Reply To: Limit hypothesis to phrases defined in model

Home Forums OpenEars Limit hypothesis to phrases defined in model Reply To: Limit hypothesis to phrases defined in model

#8193

> but maybe one of the JSGF users around here can weigh in.

155 pounds, 23.6% body fat.

OK, on a more serious note, the Pocketsphinx JSGF support is rather “broken”. Halle, you can make a FAQ of this or something, because I’m going to give a “FAQ level” answer…

Recognizers, like Sphinx, don’t care about “pretty” human-readable things like JSGF. They’re “machines”, and very simple machines at that, called “finite automata”. They “traverse” a “graph” (a “network”) of “nodes” (places) connected by “arcs” (paths that lead from place to place). It’s like driving following directions: take Main Street to Liberty Drive, to Town Center. The streets are the arc, the intersections are the nodes.

Writing that graph the way the recognizer needs is hard work. You can go crazy trying to create a list of nodes and arcs. If you can do it, Sphinx can accept it directly. I sometimes write my grammars graphically, drawing the graph in a program called yEd, and using a little program I wrote to turn the yEd graph into a Sphinx .fsg file. But that’s hard work, and beyond what most people want to do. So, recognizers typically include some sort of a “grammar language” compiler, like the JSGF support in Pocketsphinx, or other grammar notations used in Nuance or Dragon products, to convert human readable grammar to a FSG “graph” that the recognizer can use. So, if you had the grammar (not going to use full proper JSGF notation, because it looks too much like HTML and confuses this site, and I can’t remember where to put the slashes to fix it).

rule = (hi | hello) there halle

Sphinx would turn it into a graph like
0 1 hi
0 1 hello
1 2 there
2 3 halle

You can see how it does this, there’s a tool called sphinx_jsgf2fsg in the Sphinxbase distribution that calls the Sphinx JSGF compiler and lets you see the results. )Be careful, though, it only compiles and runs properly on computers, if you compile it on a fruit-flavored computer substitute, it will act quirky).

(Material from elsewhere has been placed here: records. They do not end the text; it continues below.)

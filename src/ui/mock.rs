//! Mock UI implementation for testing.
//!
//! `MockUI` implements the `UserInterface` trait and captures all
//! output for later assertion.

use super::{OutputMode, UserInterface};

/// Captures every UI call.
#[derive(Debug, Default)]
pub struct MockUI {
    mode: OutputMode,
    messages: Vec<String>,
    successes: Vec<String>,
    warnings: Vec<String>,
    errors: Vec<String>,
    headers: Vec<String>,
}

impl MockUI {
    /// Create a new MockUI with Normal output mode.
    pub fn new() -> Self {
        Self::default()
    }

    /// Create a new MockUI with a specific output mode.
    pub fn with_mode(mode: OutputMode) -> Self {
        Self {
            mode,
            ..Default::default()
        }
    }

    pub fn messages(&self) -> &[String] {
        &self.messages
    }

    pub fn successes(&self) -> &[String] {
        &self.successes
    }

    pub fn warnings(&self) -> &[String] {
        &self.warnings
    }

    pub fn errors(&self) -> &[String] {
        &self.errors
    }

    pub fn headers(&self) -> &[String] {
        &self.headers
    }

    /// Check if a message containing `msg` was shown.
    pub fn has_message(&self, msg: &str) -> bool {
        self.messages.iter().any(|m| m.contains(msg))
    }

    /// Check if a success containing `msg` was shown.
    pub fn has_success(&self, msg: &str) -> bool {
        self.successes.iter().any(|m| m.contains(msg))
    }

    /// Check if a warning containing `msg` was shown.
    pub fn has_warning(&self, msg: &str) -> bool {
        self.warnings.iter().any(|m| m.contains(msg))
    }

    /// Check if an error containing `msg` was shown.
    pub fn has_error(&self, msg: &str) -> bool {
        self.errors.iter().any(|m| m.contains(msg))
    }
}

impl UserInterface for MockUI {
    fn output_mode(&self) -> OutputMode {
        self.mode
    }

    fn message(&mut self, msg: &str) {
        self.messages.push(msg.to_string());
    }

    fn success(&mut self, msg: &str) {
        self.successes.push(msg.to_string());
    }

    fn warning(&mut self, msg: &str) {
        self.warnings.push(msg.to_string());
    }

    fn error(&mut self, msg: &str) {
        self.errors.push(msg.to_string());
    }

    fn show_header(&mut self, title: &str) {
        self.headers.push(title.to_string());
    }
}

#[cfg(test)]
mod tests {
    use super::*;

    #[test]
    fn captures_each_kind() {
        let mut ui = MockUI::new();
        ui.message("plain");
        ui.success("ok");
        ui.warning("hmm");
        ui.error("bad");
        ui.show_header("Title");

        assert!(ui.has_message("plain"));
        assert!(ui.has_success("ok"));
        assert!(ui.has_warning("hmm"));
        assert!(ui.has_error("bad"));
        assert_eq!(ui.headers(), ["Title"]);
    }

    #[test]
    fn with_mode_sets_mode() {
        let ui = MockUI::with_mode(OutputMode::Quiet);
        assert_eq!(ui.output_mode(), OutputMode::Quiet);
    }
}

So, having that graph, Sphinx will follow it like a roadmap when recognizing speech, sitting at node 0 until the start of speech, then moving to node 1 if it got “hi” or “hello”, to node 2 when you said “there” and to node 3 when you said “halle”

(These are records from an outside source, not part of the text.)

//! Execution of a single task on a pool thread.

use std::any::Any;
use std::panic::{self, AssertUnwindSafe};
use std::sync::Arc;
use std::time::{Duration, Instant};

use crossbeam_channel::Sender;

use crate::error::Result;
use crate::tasks::{ExecutionResult, Task};
use crate::ui::format_duration;

use super::context::RunContext;

/// A finished task run, reported back to the coordinator.
#[derive(Debug, Clone)]
pub struct Completion {
    /// Task name.
    pub name: String,
    /// Outcome of the run.
    pub result: ExecutionResult,
    /// Wall-clock duration of the run.
    pub duration: Duration,
}

/// Wraps one task run: timing, start/end log lines, and error capture.
pub struct Worker {
    name: String,
    task: Arc<dyn Task>,
    context: Arc<RunContext>,
    completions: Sender<Completion>,
}

impl Worker {
    /// `name` is the key the coordinator tracks the task under; the
    /// completion is always reported with it.
    pub fn new(
        name: impl Into<String>,
        task: Arc<dyn Task>,
        context: Arc<RunContext>,
        completions: Sender<Completion>,
    ) -> Self {
        Self {
            name: name.into(),
            task,
            context,
            completions,
        }
    }

    /// Run the task and deliver exactly one [`Completion`].
    ///
    /// Errors returned by the task and panics raised anywhere in the run,
    /// including the run log writes around it, are turned into critical
    /// results; nothing escapes to the caller.
    pub fn run(self) {
        let start = Instant::now();

        let result = panic::catch_unwind(AssertUnwindSafe(|| self.logged_run(start)))
            .unwrap_or_else(|payload| {
                let message = format!("worker panicked: {}", panic_message(payload.as_ref()));
                tracing::warn!("Task '{}' {}", self.name, message);
                ExecutionResult::critical(message)
            });

        let completion = Completion {
            name: self.name,
            result,
            duration: start.elapsed(),
        };
        if let Err(e) = self.completions.send(completion) {
            tracing::warn!("Coordinator gone, dropping completion of '{}'", e.0.name);
        }
    }

    fn logged_run(&self, start: Instant) -> ExecutionResult {
        let label = self.task.name();
        self.context.write_line(&format!("{} started", label));

        let result = self.invoke();

        self.context.write_line(&format!(
            "{} ended in {} ({})",
            label,
            format_duration(start.elapsed()),
            result
        ));
        result
    }

    fn invoke(&self) -> ExecutionResult {
        let outcome = panic::catch_unwind(AssertUnwindSafe(|| -> Result<ExecutionResult> {
            let mut log = self.context.task_log(&self.name)?;
            self.task.execute(&mut log)
        }));

        match outcome {
            Ok(Ok(result)) => result,
            Ok(Err(e)) => {
                tracing::warn!("Task '{}' errored: {}", self.name, e);
                ExecutionResult::critical(e.to_string())
            }
            Err(payload) => {
                let message = format!("task panicked: {}", panic_message(payload.as_ref()));
                tracing::warn!("Task '{}' {}", self.name, message);
                ExecutionResult::critical(message)
            }
        }
    }
}

fn panic_message(payload: &(dyn Any + Send)) -> String {
    if let Some(s) = payload.downcast_ref::<&str>() {
        (*s).to_string()
    } else if let Some(s) = payload.downcast_ref::<String>() {
        s.clone()
    } else {
        "unknown panic payload".to_string()
    }
}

There are two problems with the way Sphinx does this.

First is what I call the “null arc” bug.

And yes, by my standards, it is a bug, even if the Sphinx folks don’t agree. Any time you use anything inclusive (parenthesis, brackets, greater than and less than) or a star or plus operator, Sphinx adds unnecessary “null arcs” to the grammar. So, our example would become:

0 1 hi
0 1 hello
1 2
2 3 there
3 4 halle

The “null arc” from 1 to 2 doesn’t sound like much of a problem, does it?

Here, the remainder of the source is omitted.